Perdition (Dred Chronicles #1)—Ann Aguirre, (August 27, Ace)

The prison ship Perdition, a floating city where the Conglomerate’s most dangerous criminals are confined for life, orbits endlessly around a barren asteroid. Hailed as the Dread Queen, inmate Dresdemona “Dred” Devos controls one of Perdition’s six territories, bordered on both sides by would-be kings eager to challenge her claim. Keeping them at bay requires constant vigilance, as well as a steady influx of new recruits. Of the newest convicts, only one is worth Dred’s attention. The mercenary Jael, with his attitude, may be the most dangerous criminal onboard. His combat skill could give her the edge she needs, if he doesn’t betray her first. That’s what he does best. Winning Jael’s allegiance will be a challenge, but failure could be worse than death.

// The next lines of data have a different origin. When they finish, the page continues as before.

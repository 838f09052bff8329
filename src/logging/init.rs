use color_eyre::eyre::Result;
use tracing_appender::rolling::{RollingFileAppender, Rotation};
use tracing_error::ErrorLayer;
use tracing_subscriber::{
    fmt::{self, format::FmtSpan},
    layer::SubscriberExt,
    util::SubscriberInitExt,
    EnvFilter, Layer,
};

use tracing::Level;

use super::{set_log_file_path, LogConfig, LOG_FILENAME};

fn env_filter(level: Level) -> EnvFilter {
    EnvFilter::try_from_default_env().unwrap_or_else(|_| EnvFilter::new(format!("doclink={level}")))
}

/// Installs the global subscriber: a rolling log file plus stderr.
///
/// Stdout is left to command output.
pub fn init_logging(config: LogConfig) -> Result<()> {
    let LogConfig {
        log_dir,
        log_level,
        json_format,
        rotation,
    } = config;
    std::fs::create_dir_all(&log_dir)?;
    let file_appender = RollingFileAppender::new(rotation, &log_dir, LOG_FILENAME);
    set_log_file_path(log_dir.join(LOG_FILENAME).display().to_string());
    if json_format {
        let json_file_layer = fmt::layer()
            .json()
            .with_writer(file_appender)
            .with_span_events(FmtSpan::CLOSE)
            .with_current_span(true)
            .with_target(true)
            .with_filter(env_filter(log_level));
        let json_stderr_layer = fmt::layer()
            .json()
            .with_writer(std::io::stderr)
            .with_current_span(true)
            .with_target(true)
            .with_filter(env_filter(log_level));
        tracing_subscriber::registry()
            .with(json_file_layer)
            .with(json_stderr_layer)
            .with(ErrorLayer::default())
            .try_init()?;
    } else {
        let file_layer = fmt::layer()
            .with_writer(file_appender)
            .with_span_events(FmtSpan::CLOSE)
            .with_target(true)
            .with_ansi(false)
            .with_filter(env_filter(log_level));
        let stderr_layer = fmt::layer()
            .with_writer(std::io::stderr)
            .with_target(false)
            .with_filter(env_filter(log_level));
        tracing_subscriber::registry()
            .with(file_layer)
            .with(stderr_layer)
            .with(ErrorLayer::default())
            .try_init()?;
    }
    Ok(())
}

/// `hourly` and `never` are recognized; anything else rotates daily.
#[must_use]
pub fn parse_rotation(s: &str) -> Rotation {
    match s.to_lowercase().as_str() {
        "hourly" => Rotation::HOURLY,
        "never" => Rotation::NEVER,
        _ => Rotation::DAILY,
    }
}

TranscendentalJames Edwin Gunn, (August 27, Tor)

Riley, a veteran of interstellar war, is not journeying to achieve transcendence, a vague mystical concept that has drawn everyone else on the ship to this journey into the unknown at the far edge of the galaxy. His mission is to find and kill the prophet who is reputed to help others transcend. As the ship speeds through space, the voyage is marred by violence and betrayal. Riley realizes that the ship’s journey is like a harrowing, deadly voyage on a ship of fools. He becomes friendly with a passenger named Asha, who is more than she appears. She professes to be just another pilgrim, he comes to realize that she is keeping secrets, could be the key to his assignment, or might make him question everything he thought he knew about Transcendentalism and his mission to stop it.


Author Suzanne Johnson is the author of the Sentinels of New Orleans urban fantasy series from Tor Books, whose third release, Elysian Fields, comes out on August 13. She can be found on Facebook and her daily book blog, Preternatura.

9 comments
Christian Decomain
1. Khryss
Hmm, Neal Asher's Jupiter War is listed as August 13 on Bookish, but September 17 on Amazon. And will it be coming out at all in the US? I thought Nightshade went bust, and their web site seems defunct.

Well, if anything else fails I can order it from Tor UK...
David Holden
2. davidholden
Khryss, Night Shade Books is still "around"--they were bought out by another company, and I think they will still exist as an imprint. No comment on their website, though, haha.
RonB
3. RonB
Nightshade's assets were bought up by a publisher called Skyhorse, which is continuing to issue new books under that imprint. At least one has already come out, but some of the originally-announced publication dates for NS titles have slipped, which may account for the discrepancy you cite.
Suzanne Johnson
4. SuzanneJohnson
I check the release dates against B&N and Amazon and the author/publisher websites, but sometimes they all conflict. Not to mention the curious fact that most science fiction writers seem to have either no website at all or something impossible to navigate. One would think it would be the opposite. Now, that might be a story!
James Nicoll
5. James Davis Nicoll
My favourite study on contrasts is Fred Pohl's spartan but functional site versus John Varley's mess. Pohl was born in 1919 and Varley in 1947, which of course explains it; Pohl grew up during a period of dramatic technological change, a time when almost every part of modern life was transformed, whereas poor Varley grew up in a more static time and so is less preadapted to dealing with new technology.
Colin Bell
6. SchuylerH
@5: Didn't Varley update his website quite recently? It still isn't as good as Pohl's but the new version is nearly useable.
Melissa Shumake
8. cherie_2137
that first book... keanu? NEO? is this supposed to be some sort of weird matrix thing?
James Nicoll
9. James Davis Nicoll
@6 So he did. Thank you.

Well, there's always Ellison Webderland as an example of what not to do (although HE isn't a Boomer but from the generation immediately before it; he would have been a weeun during the big technological changes of the 1930s).
Colin Bell
10. SchuylerH
@9: Ellison Webderland is terrible but it's a fan site that he happened to adopt. Does that still count? (I used to be an Ellison fan but I have since made a full recovery.)